Interaction among Skeletal Muscle Metabolic Energy Systems during Intense Exercise

1Health and Exercise Science Research Laboratory, School of Science, University of the West of Scotland, Hamilton Campus, Almada Street, Hamilton ML3 0JB, UK
2School of Human Movement Studies, Charles Sturt University, Bathurst, NSW 2795, Australia

Received 15 July 2010; Revised 5 October 2010; Accepted 7 October 2010

Academic Editor: Michael M. Müller

Copyright © 2010 Julien S. Baker et al. This is an open access article distributed under the Creative Commons Attribution License, which permits unrestricted use, distribution, and reproduction in any medium, provided the original work is properly cited.

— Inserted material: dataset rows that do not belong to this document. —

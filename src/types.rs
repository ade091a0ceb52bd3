use std::fmt;

/// Opaque handle for a live, animating character
#[derive(Copy, Clone, Debug, PartialEq, Eq, Hash, PartialOrd, Ord)]
pub struct CharacterId(pub(crate) u32);

impl fmt::Display for CharacterId {
    fn fmt(&self, f: &mut fmt::Formatter) -> fmt::Result {
        write!(f, "character.{}", self.0)
    }
}

/// Index of a skeleton and its clip store in an `Animator`
#[derive(Copy, Clone, Debug, PartialEq, Eq, Hash)]
pub struct SkinId(pub usize);

/// Index of a clip within one skin's clip store
#[derive(Copy, Clone, Debug, PartialEq, Eq, Hash)]
pub struct ClipId(pub usize);

/// Index of a task within one character's animation track
#[derive(Copy, Clone, Debug, PartialEq, Eq, Hash)]
pub struct TaskId(pub usize);

/// Ways of naming a joint from gameplay code. `Index` is the original (file)
/// index, the same one used for palette entries.
#[derive(Clone, Debug, PartialEq, Eq)]
pub enum JointRef {
    Name(String),
    Index(usize),
}

impl From<&str> for JointRef {
    fn from(name: &str) -> Self {
        Self::Name(name.to_string())
    }
}

impl From<String> for JointRef {
    fn from(name: String) -> Self {
        Self::Name(name)
    }
}

impl From<usize> for JointRef {
    fn from(index: usize) -> Self {
        Self::Index(index)
    }
}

High-intensity exercise can result in up to a 1,000-fold increase in the rate of ATP demand compared to that at rest (Newsholme et al., 1983). To sustain muscle contraction, ATP needs to be regenerated at a rate complementary to ATP demand. Three energy systems function to replenish ATP in muscle: (1) Phosphagen, (2) Glycolytic, and (3) Mitochondrial Respiration. The three systems differ in the substrates used, products, maximal rate of ATP regeneration, capacity of ATP regeneration, and their associated contributions to fatigue. In this exercise context, fatigue is best defined as a decreasing force production during muscle contraction despite constant or increasing effort. The replenishment of ATP during intense exercise is the result of a coordinated metabolic response in which all energy systems contribute to different degrees based on an interaction between the intensity and duration of the exercise, and consequently the proportional contribution of the different skeletal muscle motor units. Such relative contributions also determine to a large extent the involvement of specific metabolic and central nervous system events that contribute to fatigue. The purpose of this paper is to provide a contemporary explanation of the muscle metabolic response to different exercise intensities and durations, with emphasis given to recent improvements in understanding and research methodology.